Collected data:
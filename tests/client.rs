// ABOUTME: Integration tests for lifecycle clients over noop, CLI and socket transports.
// ABOUTME: Uses fake binaries, a fake engine socket and a scripted prober.

mod support;

use hatch::probe::{HostProber, PermissionVerdict};
use hatch::runtime::registry;
use hatch::runtime::{
    CliClient, ClientFactory, ClientSettings, ErrorKind, HostEnv, LifecycleClient, LifecycleError,
    Operation, OperationKind, PreflightPolicy, ResolveError, RuntimeIdentity, SocketCandidate,
    SocketClient, TransportKind,
};
use hatch::types::{ContainerName, ImageRef};
use serde_json::json;
use std::path::PathBuf;
use std::sync::Arc;
use std::time::{Duration, Instant};
use support::fake_bin::FakeBin;
use support::fake_engine::FakeEngine;
use support::fake_prober::{Call, FakeProber};
use tempfile::TempDir;

const DOCKER_SCRIPT: &str = r#"case "$1" in
  --version) exit 0 ;;
  inspect) echo '[{"State":{"Status":"running"}}]' ;;
  logs) sleep 5 ;;
esac"#;

fn dev_env() -> HostEnv {
    HostEnv {
        uid: Some("1000".to_string()),
        home: Some(PathBuf::from("/home/dev")),
        kubeconfig: None,
        in_cluster: false,
    }
}

fn name(s: &str) -> ContainerName {
    ContainerName::new(s).unwrap()
}

fn image(s: &str) -> ImageRef {
    ImageRef::parse(s).unwrap()
}

fn all_operations<'a>(name: &'a ContainerName, image: &'a ImageRef) -> Vec<Operation<'a>> {
    vec![
        Operation::Status(name),
        Operation::Start(name),
        Operation::Stop(name),
        Operation::Create { name, image },
        Operation::List,
        Operation::Inspect(name),
        Operation::Restart(name),
        Operation::Remove(name),
        Operation::Logs(name),
    ]
}

fn cli_factory(bin: &FakeBin, preflight: PreflightPolicy) -> ClientFactory {
    let prober = HostProber::new().search_path(bin.search_path());
    ClientFactory::new(Arc::new(prober), dev_env()).settings(ClientSettings { preflight })
}

fn docker_socket(path: PathBuf) -> SocketCandidate {
    SocketCandidate {
        path,
        request: registry::profile(RuntimeIdentity::Docker).sockets[0].request,
    }
}

// =============================================================================
// Host
// =============================================================================

#[tokio::test]
async fn host_client_succeeds_at_everything() {
    support::init_tracing();
    let prober = Arc::new(FakeProber::new());
    let factory = ClientFactory::new(prober.clone(), dev_env());

    let client = factory.resolve(RuntimeIdentity::Host).await.unwrap();
    assert_eq!(client.identity(), RuntimeIdentity::Host);
    assert_eq!(client.transport(), TransportKind::Noop);

    let (abc, nginx) = (name("abc"), image("nginx:latest"));
    for op in all_operations(&abc, &nginx) {
        let output = client.execute(op).await.unwrap();
        assert_eq!(output.operation, op.kind());
        assert!(output.success);
        assert_eq!(output.status, 0);
        assert!(output.output.is_empty());
    }

    assert!(prober.calls().is_empty());
}

// =============================================================================
// CLI
// =============================================================================

/// Test: status("abc") on docker runs the guard and then the call, both on the same argv.
#[tokio::test]
async fn cli_status_guards_then_runs_exact_argv() {
    let bin = FakeBin::new();
    bin.install("docker", DOCKER_SCRIPT);

    let client = cli_factory(&bin, PreflightPolicy::Always)
        .resolve(RuntimeIdentity::Docker)
        .await
        .unwrap();
    assert_eq!(client.transport(), TransportKind::Cli);

    let output = client.status(&name("abc")).await.unwrap();

    assert!(output.success);
    assert_eq!(output.status, 0);
    assert_eq!(output.operation, OperationKind::Status);
    assert!(output.text().contains("running"));
    assert_eq!(
        bin.invocations(),
        vec!["--version", "inspect abc", "inspect abc"]
    );
}

#[tokio::test]
async fn cli_preflight_never_skips_guard() {
    let bin = FakeBin::new();
    bin.install("docker", DOCKER_SCRIPT);

    let client = cli_factory(&bin, PreflightPolicy::Never)
        .resolve(RuntimeIdentity::Docker)
        .await
        .unwrap();
    client.status(&name("abc")).await.unwrap();

    assert_eq!(bin.invocations(), vec!["--version", "inspect abc"]);
}

/// Test: with default settings the call runs the binary resolution found.
#[tokio::test]
async fn cli_call_runs_binary_found_by_resolution() {
    let bin = FakeBin::new();
    bin.install(
        "docker",
        "case \"$1\" in\n  --version) exit 0 ;;\n  inspect) echo ok ;;\nesac",
    );

    let prober = HostProber::new().search_path(bin.search_path());
    let client = ClientFactory::new(Arc::new(prober), HostEnv::default())
        .resolve(RuntimeIdentity::Docker)
        .await
        .unwrap();
    let output = client.status(&name("abc")).await.unwrap();

    assert!(output.success);
    assert_eq!(output.text().trim(), "ok");
    assert_eq!(
        bin.invocations(),
        vec!["--version", "inspect abc", "inspect abc"]
    );
}

/// Test: a guard that exits non-zero passes; the call itself reports the failure.
#[tokio::test]
async fn cli_failure_is_output_not_error() {
    let bin = FakeBin::new();
    bin.install(
        "docker",
        "case \"$1\" in\n  --version) exit 0 ;;\n  *) echo 'Error: No such object: abc' >&2; exit 1 ;;\nesac",
    );

    let client = cli_factory(&bin, PreflightPolicy::Always)
        .resolve(RuntimeIdentity::Docker)
        .await
        .unwrap();
    let output = client.start(&name("abc")).await.unwrap();

    assert!(!output.success);
    assert_eq!(output.status, 1);
    assert!(output.text().contains("No such object"));
    assert_eq!(bin.invocations(), vec!["--version", "start abc", "start abc"]);

    let err = output.into_result().unwrap_err();
    assert_eq!(err.kind(), ErrorKind::Protocol);
}

#[tokio::test]
async fn cli_create_passes_name_and_image() {
    let bin = FakeBin::new();
    bin.install("podman", "echo f00");

    let client = cli_factory(&bin, PreflightPolicy::Never)
        .resolve(RuntimeIdentity::Podman)
        .await
        .unwrap();
    let output = client
        .create(&name("web"), &image("docker.io/library/nginx:1.27"))
        .await
        .unwrap();

    assert_eq!(output.text().trim(), "f00");
    assert_eq!(
        bin.invocations(),
        vec!["--version", "create --name web docker.io/library/nginx:1.27"]
    );
}

fn guarded_docker_client(prober: FakeProber) -> (CliClient, Arc<FakeProber>, TempDir) {
    // Empty search path: reaching the real call would report Unavailable.
    let empty = TempDir::new().unwrap();
    let prober = Arc::new(prober.search_path(empty.path().as_os_str()));
    let client = CliClient::new(
        RuntimeIdentity::Docker,
        "docker",
        registry::profile(RuntimeIdentity::Docker).argv,
        prober.clone(),
    );
    (client, prober, empty)
}

#[tokio::test]
async fn guard_denied_is_permission_denied() {
    let (client, prober, _dir) =
        guarded_docker_client(FakeProber::new().capability(PermissionVerdict::denied("nope")));

    let err = client.status(&name("abc")).await.unwrap_err();

    assert_eq!(err.kind(), ErrorKind::PermissionDenied);
    assert_eq!(err.operation(), OperationKind::Status);
    assert_eq!(
        prober.calls(),
        vec![Call::Capability(
            "docker".to_string(),
            vec!["inspect".to_string(), "abc".to_string()]
        )]
    );
}

#[tokio::test]
async fn guard_unavailable_is_unavailable() {
    let (client, _prober, _dir) = guarded_docker_client(FakeProber::new().without_binaries());

    let err = client.stop(&name("abc")).await.unwrap_err();

    assert_eq!(err.kind(), ErrorKind::Unavailable);
}

#[tokio::test]
async fn guard_error_is_transport() {
    let (client, _prober, _dir) =
        guarded_docker_client(FakeProber::new().capability(PermissionVerdict::error("wait failed")));

    let err = client.remove(&name("abc")).await.unwrap_err();

    assert_eq!(err.kind(), ErrorKind::Transport);
}

/// Test: a binary that vanished after resolution surfaces as Unavailable.
#[tokio::test]
async fn missing_binary_at_call_time_is_unavailable() {
    let (client, _prober, _dir) = guarded_docker_client(FakeProber::new());

    let err = client.list().await.unwrap_err();

    assert_eq!(err.kind(), ErrorKind::Unavailable);
    assert_eq!(err.operation(), OperationKind::List);
}

/// Test: unsupported operations fail before any probe or subprocess.
#[tokio::test]
async fn unsupported_cli_operations_do_no_io() {
    let prober = Arc::new(FakeProber::new());
    let factory = ClientFactory::new(prober.clone(), dev_env());
    let (abc, nginx) = (name("abc"), image("nginx:latest"));

    let crio = factory.resolve(RuntimeIdentity::CriO).await.unwrap();
    let kubernetes = factory.resolve(RuntimeIdentity::Kubernetes).await.unwrap();
    prober.clear();

    let err = crio.create(&abc, &nginx).await.unwrap_err();
    assert!(matches!(
        err,
        LifecycleError::Unsupported {
            operation: OperationKind::Create,
            identity: RuntimeIdentity::CriO
        }
    ));

    for op in [Operation::Start(&abc), Operation::Stop(&abc), Operation::Restart(&abc)] {
        let err = kubernetes.execute(op).await.unwrap_err();
        assert_eq!(err.kind(), ErrorKind::UnsupportedOperation);
        assert_eq!(err.operation(), op.kind());
    }

    assert!(prober.calls().is_empty());
}

#[tokio::test]
async fn dropped_cli_call_returns_promptly() {
    let bin = FakeBin::new();
    bin.install("docker", DOCKER_SCRIPT);

    let client = cli_factory(&bin, PreflightPolicy::Never)
        .resolve(RuntimeIdentity::Docker)
        .await
        .unwrap();

    let abc = name("abc");
    let started = Instant::now();
    let result = tokio::time::timeout(Duration::from_millis(200), client.logs(&abc)).await;

    assert!(result.is_err(), "logs should still be running");
    assert!(started.elapsed() < Duration::from_secs(3));
}

// =============================================================================
// Socket
// =============================================================================

#[tokio::test]
async fn factory_binds_socket_when_cli_absent() {
    let prober = Arc::new(
        FakeProber::new()
            .without_binaries()
            .readable("/var/run/docker.sock"),
    );
    let factory = ClientFactory::new(prober, dev_env());

    let client = factory.resolve(RuntimeIdentity::Docker).await.unwrap();

    assert_eq!(client.identity(), RuntimeIdentity::Docker);
    assert_eq!(client.transport(), TransportKind::Socket);
}

#[tokio::test]
async fn factory_propagates_resolution_failure() {
    let prober = Arc::new(FakeProber::new().without_binaries());
    let factory = ClientFactory::new(prober, dev_env());

    let err = factory.resolve(RuntimeIdentity::Docker).await.unwrap_err();

    assert!(matches!(err, ResolveError::NothingReachable { .. }));
}

/// Test: create on a docker socket posts the container spec.
#[tokio::test]
async fn socket_create_posts_container_spec() {
    let engine = FakeEngine::spawn(201, r#"{"Id":"f00","Warnings":[]}"#).await;
    let client = SocketClient::new(RuntimeIdentity::Docker, docker_socket(engine.path.clone()));

    let output = client
        .create(&name("abc"), &image("nginx:latest"))
        .await
        .unwrap();

    assert!(output.success);
    assert_eq!(output.status, 201);
    assert!(output.text().contains("f00"));

    let requests = engine.requests();
    assert_eq!(requests.len(), 1);
    assert_eq!(requests[0].method, "POST");
    assert_eq!(requests[0].target, "/containers/create?name=abc");
    assert_eq!(requests[0].header("content-type"), Some("application/json"));
    assert_eq!(requests[0].json(), json!({ "Image": "nginx:latest" }));
}

#[tokio::test]
async fn socket_status_is_bodyless_get() {
    let engine = FakeEngine::spawn(200, r#"{"State":{"Status":"running"}}"#).await;
    let client = SocketClient::new(RuntimeIdentity::Podman, docker_socket(engine.path.clone()));

    let output = client.status(&name("abc")).await.unwrap();

    assert!(output.success);
    let requests = engine.requests();
    assert_eq!(requests[0].method, "GET");
    assert_eq!(requests[0].target, "/containers/abc/json");
    assert!(requests[0].body.is_empty());
}

/// Test: an engine rejection is unsuccessful output, not an error.
#[tokio::test]
async fn socket_rejection_is_unsuccessful_output() {
    let engine = FakeEngine::spawn(404, r#"{"message":"No such container: abc"}"#).await;
    let client = SocketClient::new(RuntimeIdentity::Docker, docker_socket(engine.path.clone()));

    let output = client.start(&name("abc")).await.unwrap();

    assert!(!output.success);
    assert_eq!(output.status, 404);
    assert_eq!(engine.requests()[0].target, "/containers/abc/start");

    let err = output.into_result().unwrap_err();
    assert_eq!(err.kind(), ErrorKind::Protocol);
    assert!(err.to_string().contains("No such container"));
}

#[tokio::test]
async fn socket_connect_failure_is_transport_error() {
    let dir = TempDir::new().unwrap();
    let client = SocketClient::new(
        RuntimeIdentity::Docker,
        docker_socket(dir.path().join("gone.sock")),
    );

    let err = client.list().await.unwrap_err();

    assert_eq!(err.kind(), ErrorKind::Transport);
    assert!(err.to_string().contains("gone.sock"));
}

#[tokio::test]
async fn lxd_socket_changes_state_with_put() {
    let engine = FakeEngine::spawn(202, r#"{"type":"async","status":"Operation created"}"#).await;
    let client = SocketClient::new(
        RuntimeIdentity::Lxd,
        SocketCandidate {
            path: engine.path.clone(),
            request: registry::profile(RuntimeIdentity::Lxd).sockets[0].request,
        },
    );

    let output = client.restart(&name("abc")).await.unwrap();

    assert!(output.success);
    let requests = engine.requests();
    assert_eq!(requests[0].method, "PUT");
    assert_eq!(requests[0].target, "/1.0/instances/abc/state");
    assert_eq!(
        requests[0].json(),
        json!({ "action": "restart", "timeout": 30 })
    );
}

#[test]
fn crio_socket_only_reads() {
    let client = SocketClient::new(
        RuntimeIdentity::CriO,
        SocketCandidate {
            path: PathBuf::from("/var/run/crio/crio.sock"),
            request: registry::profile(RuntimeIdentity::CriO).sockets[0].request,
        },
    );
    let abc = name("abc");

    let status = client.build_request(&Operation::Status(&abc)).unwrap();
    assert_eq!(status.url, "/containers/abc");

    let err = client.build_request(&Operation::Start(&abc)).unwrap_err();
    assert_eq!(err.kind(), ErrorKind::UnsupportedOperation);
}

/// Test: a kubeconfig "socket" binds, but every operation is unsupported.
#[tokio::test]
async fn kubernetes_socket_client_supports_nothing() {
    let prober = Arc::new(
        FakeProber::new()
            .without_binaries()
            .readable("/home/dev/.kube/config"),
    );
    let factory = ClientFactory::new(prober.clone(), dev_env());

    let client = factory.resolve(RuntimeIdentity::Kubernetes).await.unwrap();
    assert_eq!(client.transport(), TransportKind::Socket);
    prober.clear();

    let (abc, nginx) = (name("abc"), image("nginx:latest"));
    for op in all_operations(&abc, &nginx) {
        let err = client.execute(op).await.unwrap_err();
        assert!(
            matches!(
                err,
                LifecycleError::Unsupported {
                    identity: RuntimeIdentity::Kubernetes,
                    ..
                }
            ),
            "{} should be unsupported, got {err:?}",
            op.kind()
        );
    }

    assert!(prober.calls().is_empty());
}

What the task asks: Looking at the records, how many lines include "echo"? Respond with the number only.

Your response: 4